La sinfonía cuenta con varias versiones, fruto de las revisiones llevadas a cabo por Bruckner y que han complicado mucho llegar a una versión, dijéramos, definitiva de la partitura. La más utilizada suele ser la que la OBC utilizó en su concierto del 17 de marzo. Me refiero a la publicada por Leopold Nowak en 1955 y que es, sin duda, la más espectacular al utilizar una orquestación con maderas a tres, dos arpas y tubas wagnerianas. Ahora bien, en cualquiera de sus diferentes versiones, la octava sinfonía es una obra muy exigente que pone a prueba a la orquesta que la ejecuta, por varias razones. La primera de ellas, es que es muy extensa, su ejecución dura casi una hora y veinte minutos de pasajes de una complejidad técnica tremenda; mantenerse concentrado y en constante tensión es todo un reto para cualquier agrupación sinfónica. Un segundo problema se deriva del anterior, y es que para lograr una ejecución brillante de la pieza, hay que poder realizar un discurso bien articulado de frases muy extensas y prolongadas, lo que exige una concentración muy profunda por parte de todos; dijéramos que, en la octava sinfonía, al igual que en toda la obra de Bruckner, se está ante una pieza de dilatada elaboración, que requiere de procesos lentos pero muy concentrados, para que al público llegue un discurso coherente y atractivo.

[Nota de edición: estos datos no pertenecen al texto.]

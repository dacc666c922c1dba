use libris_base::{LibrisResult, err};

/// Port the service listens on when `PORT` is not set.
pub const DEFAULT_PORT: u16 = 3000;

/// Runtime configuration for the catalog service.
#[derive(Debug, Clone, PartialEq, Eq)]
pub struct Config {
    /// Port to listen on.
    pub port: u16,
}

impl Config {
    /// Read configuration from the environment.
    ///
    /// The listening port comes from the `PORT` variable, defaulting to 3000.
    /// An unparsable value is an error rather than a silent fallback.
    pub fn from_env() -> LibrisResult<Self> {
        Self::from_port_value(std::env::var("PORT").ok().as_deref())
    }

    fn from_port_value(value: Option<&str>) -> LibrisResult<Self> {
        match value {
            None => Ok(Self { port: DEFAULT_PORT }),
            Some(raw) => raw
                .parse::<u16>()
                .map(|port| Self { port })
                .map_err(|_| err!("invalid PORT value '{}': expected a port number", raw)),
        }
    }
}

impl Default for Config {
    fn default() -> Self {
        Self { port: DEFAULT_PORT }
    }
}

#[cfg(test)]
mod tests {
    use super::*;

    #[test]
    fn test_default_port() {
        assert_eq!(Config::default().port, 3000);
        assert_eq!(Config::from_port_value(None).unwrap().port, 3000);
    }

    #[test]
    fn test_port_from_value() {
        assert_eq!(Config::from_port_value(Some("8080")).unwrap().port, 8080);
    }

    #[test]
    fn test_invalid_port_is_rejected() {
        let err = Config::from_port_value(Some("not-a-port")).unwrap_err();
        assert!(err.to_string().contains("invalid PORT value"));

        assert!(Config::from_port_value(Some("70000")).is_err());
        assert!(Config::from_port_value(Some("")).is_err());
    }
}
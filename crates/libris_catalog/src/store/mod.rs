pub mod memory;
pub mod traits;

pub use memory::InMemoryStore;
pub use traits::{BookStore, StoreHandle};
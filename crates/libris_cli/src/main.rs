/* # Why is the CLI minimal and hardcoded?

The CLI takes no arguments. The only knob is the listening port, read from the
PORT environment variable, so running the service is just `libris`. The store
starts with the two seed records and lives for the lifetime of the process;
there is no persistence across restarts.

Exit codes:
- 0: never reached in normal operation (the server runs until terminated)
- 1: startup error (bad configuration or failure to bind the port)
*/

use std::process;

use libris_base::http::HttpServerConfig;
use libris_base::server::run_http_server;
use libris_base::tracing::init_tracing;
use libris_catalog::store::{InMemoryStore, StoreHandle};
use libris_catalog::{CatalogService, Config};
use tracing::info;

fn main() {
    init_tracing().unwrap();

    let config = match Config::from_env() {
        Ok(config) => config,
        Err(e) => {
            eprintln!("Error: Failed to read configuration: {}", e);
            process::exit(1);
        }
    };

    let store = StoreHandle::new(InMemoryStore::seeded());
    let service = CatalogService::new(store);

    let server_config = HttpServerConfig::default().with_port(config.port);
    info!(port = config.port, "starting catalog service");
    println!("Server is running on http://{}", server_config.address());

    if let Err(e) = run_http_server(Box::new(service), server_config) {
        eprintln!("Error: {}", e);
        process::exit(1);
    }
}
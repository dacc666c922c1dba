/* # Why a Vec instead of a map?

The catalog must list records in insertion order, and lookups are by-id over a
handful of records, so an ordered Vec with a linear scan is both simpler and
faithful to the required ordering. The first match wins on lookup; duplicate
ids cannot occur because only the counter assigns them.
*/

use libris_base::LibrisResult;

use crate::book::{Book, BookId};
use crate::store::traits::BookStore;

/// An in-memory book store backed by a Vec, preserving insertion order.
///
/// Holds the records together with the `next_id` counter that is the sole
/// source of new ids. The counter only ever increments, so ids are unique for
/// the lifetime of the store and never reused after deletion.
///
/// # Example
///
/// ```
/// use libris_catalog::store::{BookStore, InMemoryStore};
///
/// let mut store = InMemoryStore::new();
/// let book = store.create("Dune".to_string(), "Herbert".to_string()).unwrap();
///
/// assert!(store.contains(book.id()).unwrap());
/// assert_eq!(store.len().unwrap(), 1);
/// ```
#[derive(Debug)]
pub struct InMemoryStore {
    books: Vec<Book>,
    next_id: u64,
}

impl InMemoryStore {
    /// Create a new, empty in-memory store. The first assigned id is 1.
    pub fn new() -> Self {
        Self {
            books: Vec::new(),
            next_id: 1,
        }
    }

    /// Create a store pre-populated with the two seed records the service
    /// starts with (ids 1 and 2; the counter continues at 3).
    pub fn seeded() -> Self {
        Self {
            books: vec![
                Book::new(BookId::new(1), "The Great Gatsby", "F. Scott Fitzgerald"),
                Book::new(BookId::new(2), "To Kill a Mockingbird", "Harper Lee"),
            ],
            next_id: 3,
        }
    }

    fn position(&self, id: BookId) -> Option<usize> {
        self.books.iter().position(|book| book.id() == id)
    }
}

impl Default for InMemoryStore {
    fn default() -> Self {
        Self::new()
    }
}

impl BookStore for InMemoryStore {
    fn list(&self) -> LibrisResult<Vec<Book>> {
        Ok(self.books.clone())
    }

    fn get(&self, id: BookId) -> LibrisResult<Option<Book>> {
        Ok(self.books.iter().find(|book| book.id() == id).cloned())
    }

    fn contains(&self, id: BookId) -> LibrisResult<bool> {
        Ok(self.position(id).is_some())
    }

    fn create(&mut self, title: String, author: String) -> LibrisResult<Book> {
        let book = Book::new(BookId::new(self.next_id), title, author);
        self.next_id += 1;
        self.books.push(book.clone());
        Ok(book)
    }

    fn update(&mut self, id: BookId, title: String, author: String) -> LibrisResult<Option<Book>> {
        match self.position(id) {
            Some(index) => {
                self.books[index].replace_fields(title, author);
                Ok(Some(self.books[index].clone()))
            }
            None => Ok(None),
        }
    }

    fn remove(&mut self, id: BookId) -> LibrisResult<Option<Book>> {
        match self.position(id) {
            Some(index) => Ok(Some(self.books.remove(index))),
            None => Ok(None),
        }
    }

    fn clear(&mut self) -> LibrisResult<()> {
        self.books.clear();
        Ok(())
    }

    fn len(&self) -> LibrisResult<usize> {
        Ok(self.books.len())
    }

    fn is_empty(&self) -> LibrisResult<bool> {
        Ok(self.books.is_empty())
    }
}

Para tal fin, se necesita primero de una orquesta con un nivel técnico muy elevado, y después es indispensable un director que logre ver y crear esas dimensiones tan extensas. Dennis Russell Davies, director huésped en esta ocasión de nuestra orquesta, es sin duda un director que entiende perfectamente a Bruckner y que logró una buena lectura de esta sinfonía frente a una OBC atenta y siempre dispuesta a dar lo mejor. La sonoridad lograda fue brillante y bien trabajada, con unos tempos rápidos y potentes que favorecían el decurso de la obra, y que la hicieron por momentos muy espectacular. Sinceramente, creo que ha sido un acierto la programación de una obra de esta envergadura. Su efecto suele ser siempre beneficioso para la orquesta que trabaja en ella, en todos los sentidos. Ello se hace posible, sobre todo, si se tiene la oportunidad de colaborar con un director tan inteligente y con tanto oficio como Dennis Russel Davies.

El público congregado en el Auditori de nuestra ciudad, se mostró muy entusiasmado con la buena lectura de la sinfonía bruckneriana, misma que costó tantos sinsabores a su autor. Mientras la sala se desbordaba en aplausos, pensaba en el profundo contraste existente entre la personalidad pública de Bruckner, siempre muy austera y sencilla, propia de un hombre de campo, sin apenas inquietudes intelectuales ni apenas viajes, y lo impactante que es su obra sinfónica. Parece imposible que un hombre tan francamente anodino y lleno de tantas manías como las que tenía el maestro, creara semejantes obras, y en ese punto es donde uno descubre, que el alma humana es realmente asombrosa y que basta solo un pequeño análisis de nosotros mismos para descubrirlo. En Bruckner esto es más que patente.